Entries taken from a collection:
━━━━━━

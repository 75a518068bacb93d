//! Frame clock driving time-based updates.
//!
//! The host calls [`FrameClock::tick`] once per display refresh with a
//! monotonic timestamp in nanoseconds. Components register callbacks with
//! [`FrameClock::receive_frame_nanos`]; each callback runs on every tick until
//! it returns [`FrameNanosControl::Stop`].
//!
//! ```
//! use sejahtera_ui::{FrameClock, FrameNanosControl, State};
//!
//! let mut clock = FrameClock::new();
//! let frames = State::new(0u32);
//! let counter = frames.clone();
//! clock.receive_frame_nanos(move |_| {
//!     let seen = counter.with_mut(|n| {
//!         *n += 1;
//!         *n
//!     });
//!     if seen < 2 {
//!         FrameNanosControl::Continue
//!     } else {
//!         FrameNanosControl::Stop
//!     }
//! });
//!
//! clock.tick(0);
//! clock.tick(16_000_000);
//! clock.tick(32_000_000);
//! assert_eq!(frames.get(), 2);
//! assert!(!clock.has_pending());
//! ```

use std::fmt;

use tracing::trace;

/// Whether a frame callback wants to keep receiving frames.
#[derive(Debug, Clone, Copy, PartialEq, Eq)]
pub enum FrameNanosControl {
    /// Run again on the next frame.
    Continue,
    /// Drop the callback after this frame.
    Stop,
}

type FrameCallback = Box<dyn FnMut(u64) -> FrameNanosControl + Send>;

/// Cooperative scheduler for per-frame callbacks.
///
/// Callbacks run in registration order, on the thread that calls
/// [`tick`](Self::tick). Frame timestamps never go backwards: a timestamp
/// earlier than the previous frame is treated as the previous frame.
#[derive(Default)]
pub struct FrameClock {
    callbacks: Vec<FrameCallback>,
    last_frame_nanos: Option<u64>,
    frame_count: u64,
}

impl FrameClock {
    /// Creates an idle clock.
    pub fn new() -> Self {
        Self::default()
    }

    /// Registers a callback that runs on every frame until it returns
    /// [`FrameNanosControl::Stop`].
    pub fn receive_frame_nanos<F>(&mut self, callback: F)
    where
        F: FnMut(u64) -> FrameNanosControl + Send + 'static,
    {
        self.callbacks.push(Box::new(callback));
    }

    /// Runs all registered callbacks for a frame at `frame_nanos`.
    ///
    /// Returns the number of callbacks still registered afterwards.
    pub fn tick(&mut self, frame_nanos: u64) -> usize {
        let frame_nanos = match self.last_frame_nanos {
            Some(last) if frame_nanos < last => last,
            _ => frame_nanos,
        };
        self.last_frame_nanos = Some(frame_nanos);
        self.frame_count += 1;

        let before = self.callbacks.len();
        self.callbacks
            .retain_mut(|callback| callback(frame_nanos) == FrameNanosControl::Continue);
        trace!(
            frame = self.frame_count,
            frame_nanos,
            ran = before,
            remaining = self.callbacks.len(),
            "frame tick"
        );
        self.callbacks.len()
    }

    /// Returns true if any callback is waiting for a frame.
    pub fn has_pending(&self) -> bool {
        !self.callbacks.is_empty()
    }

    /// Number of callbacks waiting for a frame.
    pub fn pending(&self) -> usize {
        self.callbacks.len()
    }

    /// Timestamp of the most recent frame, if any.
    pub fn last_frame_nanos(&self) -> Option<u64> {
        self.last_frame_nanos
    }

    /// Number of frames ticked so far.
    pub fn frame_count(&self) -> u64 {
        self.frame_count
    }
}

impl fmt::Debug for FrameClock {
    fn fmt(&self, f: &mut fmt::Formatter<'_>) -> fmt::Result {
        f.debug_struct("FrameClock")
            .field("pending", &self.callbacks.len())
            .field("last_frame_nanos", &self.last_frame_nanos)
            .field("frame_count", &self.frame_count)
            .finish()
    }
}

#[cfg(test)]
mod tests {
    use std::sync::{
        Arc,
        atomic::{AtomicU64, Ordering},
    };

    use super::*;

    #[test]
    fn timestamps_never_go_backwards() {
        let mut clock = FrameClock::new();
        let last = Arc::new(AtomicU64::new(0));
        let sink = Arc::clone(&last);
        clock.receive_frame_nanos(move |nanos| {
            sink.store(nanos, Ordering::SeqCst);
            FrameNanosControl::Continue
        });
        clock.tick(500);
        clock.tick(100);
        assert_eq!(last.load(Ordering::SeqCst), 500);
        assert_eq!(clock.last_frame_nanos(), Some(500));
        assert_eq!(clock.frame_count(), 2);
    }

}
fn draw(args: &ProgressCircleArgs, fraction: f32) -> Scene {
    let mut scene = Scene::new(ComputedData::square(args.size));
    scene.set_description(format!("{}% complete", percent(fraction)));

    let geometry = match args.geometry_at(fraction) {
        Ok(geometry) => geometry,
        Err(err) => {
            debug!(%err, "skipping progress circle arcs");
            return scene;
        }
    };

    let center = geometry.center;
    let stroke_width = args.stroke_width.to_f32();
    let arcs = scene.push_rotated_layer(Rotation::about(
        ProgressCircleDefaults::START_ANGLE_DEGREES,
        center,
        center,
    ));
    if args.track_color.a > 0.0 {
        arcs.push_draw_command(ProgressArcCommand {
            color: args.track_color,
            stroke_width,
            center,
            radius: geometry.radius,
            dash: None,
            cap: ProgressArcCap::Butt,
        });
    }
    if args.progress_color.a > 0.0 && geometry.visible_length() > 0.0 {
        arcs.push_draw_command(ProgressArcCommand {
            color: args.progress_color,
            stroke_width,
            center,
            radius: geometry.radius,
            dash: Some(ArcDash {
                length: geometry.circumference,
                offset: geometry.dash_offset,
            }),
            cap: args.stroke_cap.into(),
        });
    }

    if args.show_label {
        let size = args.size.to_f32();
        let label_size = size * ProgressCircleDefaults::LABEL_FONT_RATIO;
        let caption_size = size * ProgressCircleDefaults::CAPTION_FONT_RATIO;
        let labels = scene.push_layer();
        labels.push_draw_command(LabelCommand {
            text: format!("{}%", geometry.percent()),
            x: center,
            y: center - caption_size * 0.6,
            font_size: label_size,
            weight: FontWeight::Bold,
            color: args.label_color,
        });
        if !args.caption.is_empty() {
            labels.push_draw_command(LabelCommand {
                text: args.caption.clone(),
                x: center,
                y: center + label_size * 0.6,
                font_size: caption_size,
                weight: FontWeight::Regular,
                color: args.caption_color,
            });
        }
    }

    scene
}

/// A progress circle that animates between progress values.
///
/// The host owns the completion ratio and hands every change to
/// [`set_progress`](Self::set_progress). The new value is the
/// [`target`](Self::target) right away; what [`render`](Self::render) draws
/// follows it over [`ProgressCircleArgs::transition_duration`], advanced by
/// the [`FrameClock`].
///
/// ```
/// use sejahtera_components::progress_circle::{ProgressCircle, ProgressCircleArgs};
/// use sejahtera_ui::FrameClock;
///
/// let mut clock = FrameClock::new();
/// let mut circle = ProgressCircle::new(ProgressCircleArgs::default());
/// circle.set_progress(0.5, &mut clock);
/// assert_eq!(circle.target(), 0.5);
///
/// clock.tick(0);
/// clock.tick(400_000_000);
/// assert_eq!(circle.displayed_progress(), 0.5);
/// assert!(!clock.has_pending());
/// ```
#[derive(Debug)]
pub struct ProgressCircle {
    args: ProgressCircleArgs,
    transition: State<ProgressTransition>,
}

impl ProgressCircle {
    /// Creates a settled circle showing `args.progress`.
    pub fn new(args: ProgressCircleArgs) -> Self {
        if let Err(err) = args.geometry() {
            warn!(%err, "progress circle created with invalid geometry");
        }
        let transition =
            ProgressTransition::new(args.progress, args.transition_duration, args.easing);
        Self {
            args: ProgressCircleArgs {
                progress: transition.target(),
                ..args
            },
            transition: State::new(transition),
        }
    }

    /// Current arguments; `progress` holds the latest target.
    pub fn args(&self) -> &ProgressCircleArgs {
        &self.args
    }

    /// The latest progress handed in, clamped.
    pub fn target(&self) -> f32 {
        self.transition.with(ProgressTransition::target)
    }

    /// The progress drawn by the next [`render`](Self::render).
    pub fn displayed_progress(&self) -> f32 {
        self.transition.with(ProgressTransition::value)
    }

    /// Whether a transition is in flight.
    pub fn phase(&self) -> TransitionPhase {
        self.transition.with(ProgressTransition::phase)
    }

    /// Moves the progress to `fraction`, animating from what is on screen.
    pub fn set_progress(&mut self, fraction: f32, clock: &mut FrameClock) {
        let phase = self.transition.with_mut(|t| t.retarget(fraction));
        self.args.progress = self.transition.with(ProgressTransition::target);
        if phase == TransitionPhase::Transitioning {
            self.schedule_frames(clock);
        }
    }

    /// Replaces all arguments. A changed `progress` animates like
    /// [`set_progress`](Self::set_progress).
    pub fn update(&mut self, args: ProgressCircleArgs, clock: &mut FrameClock) {
        let resized = (args.size, args.stroke_width) != (self.args.size, self.args.stroke_width);
        if resized {
            if let Err(err) = args.geometry() {
                warn!(%err, "progress circle updated with invalid geometry");
            }
        }
        let progress = args.progress;
        self.transition
            .with_mut(|t| t.set_spec(args.transition_duration, args.easing));
        self.args = args;
        self.set_progress(progress, clock);
    }

    /// Jumps to `fraction` without animating.
    pub fn snap_to(&mut self, fraction: f32) {
        self.transition.with_mut(|t| t.snap_to(fraction));
        self.args.progress = self.transition.with(ProgressTransition::target);
    }

    /// Draws the current frame.
    pub fn render(&self) -> Scene {
        draw(&self.args, self.displayed_progress())
    }

    fn schedule_frames(&self, clock: &mut FrameClock) {
        let already_scheduled = self.transition.with_mut(|t| {
            let scheduled = t.frame_scheduled();
            t.set_frame_scheduled(true);
            scheduled
        });
        if already_scheduled {
            return;
        }

        let transition = self.transition.clone();
        clock.receive_frame_nanos(move |frame_nanos| {
            transition.with_mut(|t| match t.advance(frame_nanos) {
                TransitionPhase::Transitioning => FrameNanosControl::Continue,
                TransitionPhase::Settled => {
                    t.set_frame_scheduled(false);
                    FrameNanosControl::Stop
                }
            })
        });
    }
}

━━━━━━

TASK GOAL: In the records above, find each line with the word "usize" and copy it out.

EXERCISE RESPONSE:
    pub fn tick(&mut self, frame_nanos: u64) -> usize {
    pub fn pending(&self) -> usize {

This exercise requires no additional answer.